Chapitre 27 : Le rapt

  Dans les couloirs du palais, Hernaut et son mercenaire avançaient d'un pas sur, en direction des appartements de Colombe. Leurs bottes résonnaient sur le marbre lisse et, tout en marchant, ils gardaient chacun une main sur la poignée de leurs épées. Il ne manquait pas d'hommes prêts à louer leurs services en échange de quelques pièces ou de quelque objet de valeur, aussi avait-il été facile, en payant une partie d'avance, de recruter une lame pour cette occasion. Arrivés dans le corridor bien connu d'Hernaut, entre deux statues qui se dressaient de part et d'autre d'une porte, un petit groupe de serviteurs armés échangeait quelques plaisanteries entre eux, histoire de passer le temps si fastidieux de leur faction. « A toi de jouer », chuchota Hernaut avant de se glisser derrière la masse de l'une des sculptures, se dissimulant entièrement à la vue des sentinelles. Son homme de main le quitta alors, avançant droit vers la porte. Devant les regards médusés de ceux qui étaient chargés de garder l'endroit, il dégaina sans prévenir. Son geste provoqua une riposte immédiate : à peine eurent-ils commencé à croiser le fer que le mercenaire fit mine de battre en retraite, les entraînant à quelques pas de là, suffisamment loin pour permettre à Hernaut d'avoir le champ libre. Celui-ci avança jusqu'à la porte, y faisant courir ses doigts en y toquant discrètement. Le battant s'ouvrit, et le charmant minois de sa belle apparut. Elle était vêtue pour le voyage, et un voile d'un mauve pâle la recouvrait presque entièrement. Sans prendre le temps de s'extasier sur sa beauté de fleur à peine éclose, comme il l'aurait volontiers fait à d'autres moments, Hernaut lui prit la main, et l'entraîna à travers le couloir, l'obligeant à courir. Il la mena jusqu'aux jardins, tout en priant au fond de lui-même pour qu'aucune rencontre inopportune n'ait lieu durant le temps où ils étaient encore dans l'enceinte du palais.
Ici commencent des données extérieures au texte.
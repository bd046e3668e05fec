//! Sink error types.

use thiserror::Error;

use traction_core::TractionError;

#[derive(Debug, Error)]
pub enum SinkError {
    #[error("Sink credentials are not configured")]
    MissingCredentials,

    #[error("Request failed: {0}")]
    RequestFailed(String),

    #[error("Sink rejected the task (HTTP {status}): {detail}")]
    Rejected { status: u16, detail: String },
}

impl From<reqwest::Error> for SinkError {
    fn from(err: reqwest::Error) -> Self {
        SinkError::RequestFailed(err.to_string())
    }
}

impl From<SinkError> for TractionError {
    fn from(err: SinkError) -> Self {
        TractionError::Submission(err.to_string())
    }
}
Il faut croire que quelqu'un l'entendit, car ses prières furent exaucées, et ils arrivèrent sans encombre au mur de clôture, à un endroit qu'il avait lui-même choisi, car un talus herbeux y avait réduit la hauteur à franchir. Il aida Colombe à passer de l'autre côté, là où Colin les attendaient, accompagné de trois chevaux frais. L'écuyer réceptionna la demoiselle sans encombre et, lorsque Hernaut eut franchi à son tour l'obstacle, ils se mirent tous trois en selle et partirent à travers la cité, laissant derrière eux le palais et sa luxuriance.
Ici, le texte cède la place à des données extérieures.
use std::path::Path;

use serde::{Deserialize, Serialize};
use tracing::{info, warn};

use crate::error::{Result, TractionError};

/// Top-level configuration for the Traction application.
///
/// Loaded from `~/.traction/config.toml` by default. Each section corresponds
/// to a bounded context or cross-cutting concern.
#[derive(Debug, Clone, Default, Serialize, Deserialize)]
pub struct TractionConfig {
    #[serde(default)]
    pub general: GeneralConfig,
    #[serde(default)]
    pub extraction: ExtractionConfig,
    #[serde(default)]
    pub session: SessionConfig,
    #[serde(default)]
    pub sink: SinkConfig,
}

impl TractionConfig {
    /// Load configuration from a TOML file.
    ///
    /// Returns an error if the file cannot be read or parsed.
    pub fn load(path: &Path) -> Result<Self> {
        let content = std::fs::read_to_string(path)?;
        let config: TractionConfig = toml::from_str(&content)?;
        info!("Configuration loaded from {}", path.display());
        Ok(config)
    }

    /// Load configuration from a TOML file, falling back to defaults if the
    /// file does not exist or cannot be parsed.
    pub fn load_or_default(path: &Path) -> Self {
        match Self::load(path) {
            Ok(config) => config,
            Err(e) => {
                warn!(
                    "Failed to load config from {}: {}. Using defaults.",
                    path.display(),
                    e
                );
                Self::default()
            }
        }
    }

    /// Save the current configuration to a TOML file.
    pub fn save(&self, path: &Path) -> Result<()> {
        if let Some(parent) = path.parent() {
            std::fs::create_dir_all(parent)?;
        }
        let content =
            toml::to_string_pretty(self).map_err(|e| TractionError::Config(e.to_string()))?;
        std::fs::write(path, content)?;
        info!("Configuration saved to {}", path.display());
        Ok(())
    }
}

/// General application settings.
#[derive(Debug, Clone, Serialize, Deserialize)]
#[serde(default)]
pub struct GeneralConfig {
    /// Log level: trace, debug, info, warn, error.
    pub log_level: String,
    /// Label attached to submitted items as their source meeting title.
    pub source_label: String,
}

impl Default for GeneralConfig {
    fn default() -> Self {
        Self {
            log_level: "info".to_string(),
            source_label: "Untitled Meeting".to_string(),
        }
    }
}

/// Incremental extraction pass settings.
#[derive(Debug, Clone, Serialize, Deserialize)]
#[serde(default)]
pub struct ExtractionConfig {
    /// Transcript length floor before any non-final pass may trigger.
    pub min_transcript_chars: usize,
    /// Modulus applied to the transcript length for the trigger band.
    pub trigger_modulus: usize,
    /// Width of the trigger band: a pass fires when `len % modulus < window`.
    pub trigger_window: usize,
}

impl Default for ExtractionConfig {
    fn default() -> Self {
        Self {
            min_transcript_chars: 200,
            trigger_modulus: 100,
            trigger_window: 10,
        }
    }
}

/// Streaming session settings.
#[derive(Debug, Clone, Serialize, Deserialize)]
#[serde(default)]
pub struct SessionConfig {
    /// Milliseconds of buffered time before a segment is flushed.
    pub flush_gap_ms: u64,
    /// Buffered character count above which a segment is flushed.
    pub flush_max_chars: usize,
    /// Seconds to wait for a graceful stop before the force-stop path fires.
    pub stop_timeout_secs: u64,
}

impl Default for SessionConfig {
    fn default() -> Self {
        Self {
            flush_gap_ms: 2_000,
            flush_max_chars: 100,
            stop_timeout_secs: 5,
        }
    }
}

/// Task sink credentials and submission settings.
#[derive(Debug, Clone, Serialize, Deserialize)]
#[serde(default)]
pub struct SinkConfig {
    /// Bearer token for the task-tracking API.
    pub api_key: String,
    /// Target database identifier within the task tracker.
    pub database_id: String,
    /// Base URL of the task-tracking API.
    pub endpoint: String,
    /// Submit newly extracted items without a manual submit action.
    pub auto_submit: bool,
}

impl Default for SinkConfig {
    fn default() -> Self {
        Self {
            api_key: String::new(),
            database_id: String::new(),
            endpoint: "https://api.notion.com".to_string(),
            auto_submit: false,
        }
    }
}

impl SinkConfig {
    /// Whether both credentials required for submission are present.
    pub fn has_credentials(&self) -> bool {
        !self.api_key.is_empty() && !self.database_id.is_empty()
    }
}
                                                         La veille, Hernaut avait fait un saut dans la petite église du centre ville pour y reprendre le parchemin des mains du prêtre. Celui-ci, lorsqu'il lui eut annoncé son départ imminent, sembla s'inquiéter quelque peu des conditions de son voyage. « Vous avez prévu une escorte, j'espère, lui proféra-t-il. Parce qu'être chargé d'un objet si précieux exige de prendre certaines précautions. » Hernaut l'avait alors regardé comme s'il lui avait débité la messe en ottoman. « Non, avait-il répondu. La présence de mon seul écuyer suffira largement. » Le curé avait alors eu une expression bizarre et, suite à ça, s'était empressé d'aller chercher l'objet qu'il avait dissimulé tout ce temps dans la sacristie.
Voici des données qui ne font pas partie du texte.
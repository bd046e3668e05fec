//! Notion pages API sink adapter.

use async_trait::async_trait;
use chrono::NaiveDate;
use serde::Serialize;
use tracing::debug;

use traction_core::config::SinkConfig;

use crate::error::SinkError;
use crate::sink::TaskSink;
use crate::types::TaskSubmission;

/// Notion API version header value
const NOTION_VERSION: &str = "2022-06-28";

// Request types for the Notion pages API

#[derive(Debug, Serialize)]
struct CreatePageRequest {
    parent: Parent,
    properties: Properties,
}

#[derive(Debug, Serialize)]
struct Parent {
    database_id: String,
}

#[derive(Debug, Serialize)]
struct Properties {
    #[serde(rename = "Name")]
    name: TitleProperty,
    #[serde(rename = "Status")]
    status: SelectProperty,
    #[serde(rename = "Assignee", skip_serializing_if = "Option::is_none")]
    assignee: Option<RichTextProperty>,
    #[serde(rename = "Due Date", skip_serializing_if = "Option::is_none")]
    due_date: Option<DateProperty>,
    #[serde(rename = "Source")]
    source: RichTextProperty,
}

#[derive(Debug, Serialize)]
struct TitleProperty {
    title: Vec<TextContent>,
}

#[derive(Debug, Serialize)]
struct SelectProperty {
    select: SelectValue,
}

#[derive(Debug, Serialize)]
struct SelectValue {
    name: String,
}

#[derive(Debug, Serialize)]
struct RichTextProperty {
    rich_text: Vec<TextContent>,
}

#[derive(Debug, Serialize)]
struct TextContent {
    text: TextValue,
}

#[derive(Debug, Serialize)]
struct TextValue {
    content: String,
}

#[derive(Debug, Serialize)]
struct DateProperty {
    date: DateValue,
}

#[derive(Debug, Serialize)]
struct DateValue {
    start: NaiveDate,
}

impl TextContent {
    fn plain(content: impl Into<String>) -> Self {
        Self {
            text: TextValue {
                content: content.into(),
            },
        }
    }
}

/// Sink that creates one Notion database page per submitted task.
pub struct HttpTaskSink {
    client: reqwest::Client,
    endpoint: String,
    api_key: String,
    database_id: String,
}

impl HttpTaskSink {
    pub fn new(
        endpoint: impl Into<String>,
        api_key: impl Into<String>,
        database_id: impl Into<String>,
    ) -> Self {
        Self {
            client: reqwest::Client::new(),
            endpoint: endpoint.into(),
            api_key: api_key.into(),
            database_id: database_id.into(),
        }
    }

    /// Build a sink from configuration, rejecting empty credentials up
    /// front rather than on the first request.
    pub fn from_config(cfg: &SinkConfig) -> Result<Self, SinkError> {
        if !cfg.has_credentials() {
            return Err(SinkError::MissingCredentials);
        }
        Ok(Self::new(&cfg.endpoint, &cfg.api_key, &cfg.database_id))
    }

    fn api_url(&self) -> String {
        format!("{}/v1/pages", self.endpoint.trim_end_matches('/'))
    }

    fn build_request(&self, task: &TaskSubmission) -> CreatePageRequest {
        CreatePageRequest {
            parent: Parent {
                database_id: self.database_id.clone(),
            },
            properties: Properties {
                name: TitleProperty {
                    title: vec![TextContent::plain(&task.title)],
                },
                status: SelectProperty {
                    select: SelectValue {
                        name: "To Do".to_string(),
                    },
                },
                assignee: if task.assignee.is_empty() {
                    None
                } else {
                    Some(RichTextProperty {
                        rich_text: vec![TextContent::plain(&task.assignee)],
                    })
                },
                due_date: task.due_date.map(|start| DateProperty {
                    date: DateValue { start },
                }),
                source: RichTextProperty {
                    rich_text: vec![TextContent::plain(format!(
                        "Meeting: {}",
                        task.source_label
                    ))],
                },
            },
        }
    }
}

#[async_trait]
impl TaskSink for HttpTaskSink {
    async fn submit(&self, task: &TaskSubmission) -> Result<(), SinkError> {
        let body = self.build_request(task);
        debug!(title = %task.title, "Submitting task");

        let response = self
            .client
            .post(self.api_url())
            .bearer_auth(&self.api_key)
            .header("Notion-Version", NOTION_VERSION)
            .json(&body)
            .send()
            .await?;

        let status = response.status();
        if !status.is_success() {
            let detail = response
                .text()
                .await
                .unwrap_or_else(|_| "Unknown error".to_string());
            return Err(SinkError::Rejected {
                status: status.as_u16(),
                detail,
            });
        }
        Ok(())
    }
}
                                                         Et c'est avec le parchemin sur lui, qu'il avait alors caché sous sa chemise, coincé dans sa ceinture, qu'il parcourait maintenant les routes en compagnie de Colin et de l'amour de sa vie, s'éloignant foulée après foulée de la ville italienne. Il le sentait contre sa peau et cela le rassurait. Après tout, il pouvait se vanter d'avoir réussi doublement son coup, et de revenir à Fiercastel non seulement avec l'objet qui prouverait à son frère qu'il avait accompli sa mission, mais aussi avec une femme à épouser. Et quelle femme ! Durant leur chevauchée, il n'avait d'yeux que pour elle. Malgré son jeune âge, elle était déjà si déterminée, si sure d'elle. Elle avait conscience de tout ce qu'elle perdait en le suivant, mais c'est lui qu'elle voulait, et personne d'autre. Ce rapt, elle l'avait souhaité, bien sur. Mais il n'aurait jamais eu lieu si la Comtesse n'avait pas deviné ce qu'elle désirait vraiment.

                                                          Ils traversèrent le nord de l'Italie pour rejoindre la Provence, évitant ainsi la barrière des Alpes. La plupart du temps, ils passaient les nuits dans des auberges. Hernaut, après la visite de la mère de Colombe, lorsqu'il avait prévenu Colin de ses intentions, lui avait fait savoir qu'il était libre de choisir sa voie une fois qu'il aurait réussi à quitter Milan avec sa belle. Soit il les suivait sur la route des Ardennes, et alors il ferait partie de la maison Belombreuse pour des années encore, jusqu'à ce qu'il obtienne le titre de chevalier. Soit il retournait auprès de son père, et était aussitôt délié de toute obligation à son égard. Colin avait choisi sans hésiter la première de ces deux alternatives. Et c'est ainsi qu'il s'était retrouvé à chevaucher à leurs côtés.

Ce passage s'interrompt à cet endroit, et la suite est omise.